Property Tax In Cantonment Areas
The relationship between cantonment boards and the federal government is akin to the relationship between local governments and the respective provinces. As far as the federal legislature is concerned, the governance of cantonment areas falls under the repository of powers/subjects mentioned in the Fourth Schedule of the Constitution of Islamic Republic of Pakistan 1973 (Federal Legislative List) which includes, but is not limited to, foreign affairs, communication, defence and local self-government in cantonment areas. In pursuance of a similar entry related to local self-government in cantonment areas, the federal legislature of the time promulgated the Cantonments Act 1924, whereby it not only established individual cantonment boards to be body corporates  but also defined the scope of “local self-governance”, including the political, administrative and financial powers to be conferred on cantonment boards.

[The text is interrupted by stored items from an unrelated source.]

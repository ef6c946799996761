//! Entity index, counter search and matchup info service.
//!
//! This crate loads a dataset of named entities tagged with one or two
//! types and answers "what is this weak to, what does it hit, and what
//! counters it" using a [`TypeChart`](typedex_chart::TypeChart).
//!
//! # Main Types
//!
//! - [`Entity`] - A named record with one or two types
//! - [`EntityIndex`] - Read-only collection with name and type lookups
//! - [`CounterFinder`] - Sample of entities exploiting a target's weaknesses
//! - [`InfoService`] - The single query entry point for presentation layers
//!
//! # Example Usage
//!
//! ```
//! use typedex_chart::TypeChart;
//! use typedex_dex::{EntityIndex, InfoService};
//!
//! let csv = "Name,Type1,Type2\nCharizard,Fire,Flying\nSquirtle,Water,\n";
//! let index = EntityIndex::from_reader(csv.as_bytes())?;
//! let service = InfoService::new(TypeChart::standard(), index);
//!
//! let info = service.get_info("charizard")?;
//! assert_eq!(info.counters, vec!["Squirtle"]);
//! assert!(service.get_info("Mew").is_err());
//! # Ok::<(), Box<dyn std::error::Error>>(())
//! ```

use std::path::PathBuf;

use thiserror::Error;
use typedex_chart::UnknownTypeError;

mod counters;
mod entity;
mod index;
mod load;
mod service;

#[cfg(test)]
mod fixtures;

pub use counters::{COUNTER_LIMIT, CounterFinder};
pub use entity::Entity;
pub use index::{ByAnyType, EntityIndex};
pub use service::{InfoService, MatchupResult};

/// The dataset could not be turned into valid entities
#[derive(Error, Debug)]
pub enum DataLoadError {
    #[error("Failed to open dataset {}: {source}", .path.display())]
    Io {
        path: PathBuf,
        source: std::io::Error,
    },

    #[error("Malformed CSV header: {0}")]
    Header(#[source] csv::Error),

    #[error("Malformed CSV at row {row}: {source}")]
    Csv { row: usize, source: csv::Error },

    #[error("Dataset has no {0:?} column")]
    MissingColumn(&'static str),

    #[error("Row {row}: {field} is empty")]
    MissingField { row: usize, field: &'static str },

    #[error("Row {row} ({name}): {source}")]
    UnknownType {
        row: usize,
        name: String,
        source: UnknownTypeError,
    },
}

/// No entity matched the queried name
#[derive(Error, Debug, Clone, PartialEq, Eq)]
#[error("No entity named {name:?}")]
pub struct NotFoundError {
    pub name: String,
}
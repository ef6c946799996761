//! Counter search
//!
//! A counter here is any entity that carries a type the target is weak to.
//! This is an approximation, not an inversion of the effectiveness chart:
//! the target's own resolved weaknesses are matched against each candidate's
//! types, so the candidate's own relation never enters into it (and the
//! target itself may appear).

use typedex_chart::{TypeChart, TypeSet, resolve};

use crate::entity::Entity;
use crate::index::EntityIndex;

/// Maximum number of counters returned per target
pub const COUNTER_LIMIT: usize = 3;

#[derive(Debug, Clone, Copy)]
pub struct CounterFinder<'a> {
    chart: &'a TypeChart,
    index: &'a EntityIndex,
}

impl<'a> CounterFinder<'a> {
    pub fn new(chart: &'a TypeChart, index: &'a EntityIndex) -> Self {
        Self { chart, index }
    }

    /// Names of up to [`COUNTER_LIMIT`] entities sharing a type `target` is weak to
    pub fn find_counters(&self, target: &Entity) -> Vec<String> {
        let resolved = resolve(self.chart, target.type1, target.type2);
        self.counters_for(resolved.weaknesses)
    }

    /// Names of the first [`COUNTER_LIMIT`] entities with a type in `weaknesses`
    pub fn counters_for(&self, weaknesses: TypeSet) -> Vec<String> {
        self.index
            .find_by_any_type(weaknesses)
            .take(COUNTER_LIMIT)
            .map(|e| e.name.clone())
            .collect()
    }
}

Similarly, all the residuary subjects not mentioned in the Federal legislative List of the Constitution of 1973 come within the legislative competence of provincial legislatures. In this regard, Article 140-A of the Constitution envisages that the respective provincial legislatures shall confer political, administrative and financial autonomy on local governments. It ought to be noticed that instead of having a separate local-government’s legislative list enshrined in the Constitution, the scope of the autonomy to be conferred by the provinces on local governments has been left at the discretion of provincial legislatures, which is to be “between nothing and everything”, as the “Constitution makers could have determined the scope of such devolution by enumerating Local Government powers within the Constitution itself, however, they chose, not to do so. Such omission by the Constitution makers to specifically enumerate such powers was deliberate; they left the scope of such powers to be determined by each Province in accordance with the prevailing circumstance and political realities of the day.”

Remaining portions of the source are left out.